# looking for active chat room for sailing fraternity



## fluffe (Apr 11, 2004)

would appreciate anyone letting me know where I might find an active chat room for like minded sailors and liveaboards


----------



## TSOJOURNER (Dec 16, 1999)

A new one started at Take Her Sailing which seems to have a good crew of participants at its bulletin board etc http://www.takehersailing.com/


----------



## sail2bluefish (May 19, 2004)

Does anyone know how to lower a mast on a cal25


----------



## TSOJOURNER (Dec 16, 1999)

Have a look at this: it''s more ''robust'' than US fora I''ve seen but good fun.
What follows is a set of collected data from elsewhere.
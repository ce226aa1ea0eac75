use crate::tools::CURL;
use lockstep_schema::BuildSystem;
use std::fmt;
use std::path::Path;
use std::process::Command;

/// A missing prerequisite with actionable install instructions.
#[derive(Debug)]
pub struct MissingPrereq {
    pub name: String,
    pub purpose: &'static str,
    pub install_hint: &'static str,
}

impl fmt::Display for MissingPrereq {
    fn fmt(&self, f: &mut fmt::Formatter<'_>) -> fmt::Result {
        write!(
            f,
            "  - {}: {} (install: {})",
            self.name, self.purpose, self.install_hint
        )
    }
}

/// Whether `program` resolves: an existing path, or a name found by `which`.
pub fn command_exists(program: &Path) -> bool {
    if program.components().count() > 1 {
        return program.is_file();
    }
    Command::new("which")
        .arg(program)
        .output()
        .map(|o| o.status.success())
        .unwrap_or(false)
}

fn check(missing: &mut Vec<MissingPrereq>, program: &Path, purpose: &'static str, install_hint: &'static str) {
    if !command_exists(program) {
        missing.push(MissingPrereq {
            name: program.display().to_string(),
            purpose,
            install_hint,
        });
    }
}

/// What a command is about to do. Only the tools that step shells out to are
/// required.
#[derive(Debug, Clone, Copy, PartialEq, Eq)]
pub enum Operation {
    Lock,
    Sync,
    Update,
    Run,
    Build,
    Publish,
    Install,
}

/// Executables a project may shell out to.
///
/// `solver` is `None` when the solver runs in-process and needs no executable.
#[derive(Debug, Clone, Copy)]
pub struct ToolPaths<'a> {
    pub conda: &'a Path,
    pub solver: Option<&'a Path>,
    pub conda_build: &'a Path,
    pub poetry: &'a Path,
}

fn need_conda(missing: &mut Vec<MissingPrereq>, tools: &ToolPaths<'_>) {
    check(
        missing,
        tools.conda,
        "creating environments from lock files",
        "https://docs.conda.io/en/latest/miniconda.html, or set conda-path",
    );
}

fn need_solver(missing: &mut Vec<MissingPrereq>, tools: &ToolPaths<'_>) {
    if let Some(solver) = tools.solver {
        check(
            missing,
            solver,
            "solving per-platform lock files",
            "conda install -c conda-forge conda-lock, or set solver-path",
        );
    }
}

/// Check the tools `operation` needs under `system`.
/// Returns a list of missing items. Empty list means all prerequisites are met.
pub fn check_prereqs(
    system: BuildSystem,
    operation: Operation,
    tools: &ToolPaths<'_>,
) -> Vec<MissingPrereq> {
    let mut missing = Vec::new();
    match (system, operation) {
        (_, Operation::Install) => need_conda(&mut missing, tools),
        (BuildSystem::Poetry, _) => check(
            &mut missing,
            tools.poetry,
            "locking, building and publishing with poetry",
            "pipx install poetry, or set poetry-path",
        ),
        (BuildSystem::Conda, Operation::Lock) => need_solver(&mut missing, tools),
        (BuildSystem::Conda, Operation::Sync | Operation::Run) => need_conda(&mut missing, tools),
        (BuildSystem::Conda, Operation::Update) => {
            need_solver(&mut missing, tools);
            need_conda(&mut missing, tools);
        }
        (BuildSystem::Conda, Operation::Build) => check(
            &mut missing,
            tools.conda_build,
            "building conda packages",
            "conda install -c conda-forge conda-build",
        ),
        (BuildSystem::Conda, Operation::Publish) => check(
            &mut missing,
            Path::new(CURL),
            "uploading conda packages",
            "zypper install curl | apt install curl | dnf install curl | pacman -S curl",
        ),
    }
    missing
}

/// Format a list of missing prerequisites into a user-friendly error message.
pub fn format_missing(missing: &[MissingPrereq]) -> String {
    use std::fmt::Write as _;
    let mut msg = String::from("missing prerequisites:\n");
    for m in missing {
        let _ = writeln!(msg, "{m}");
    }
    msg.push_str("\nlockstep delegates solving, installing, building and uploading to these tools.");
    msg
}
http://www.ybw.com/cgi-bin/forums/wwwthreads.pl?Cat=&C=1


----------



## Fitzy (Jun 12, 2004)

I noticed that the take her sailing website @ www.takehersailing.com has separated their board where the chat is http://takehersailingboard.infopop.cc/eve/ubb.x They have a group met from reading the board on Wed at 2100EST // 1800PST
Regards
Fitzy


----------



## staceyneil (Nov 4, 2000)

Try the Cruising World BB at: http://forum.cruisingworld.com/forums/genlmesg/index.pl?#373790

Stacey
http://www.sailnamaste.com


----------



## TSOJOURNER (Dec 16, 1999)

Have U looked at Lats abd Atts web site? It''s my favorite "cruiser''s" magazine and they have forums:
http://www.latsandatts.net/


----------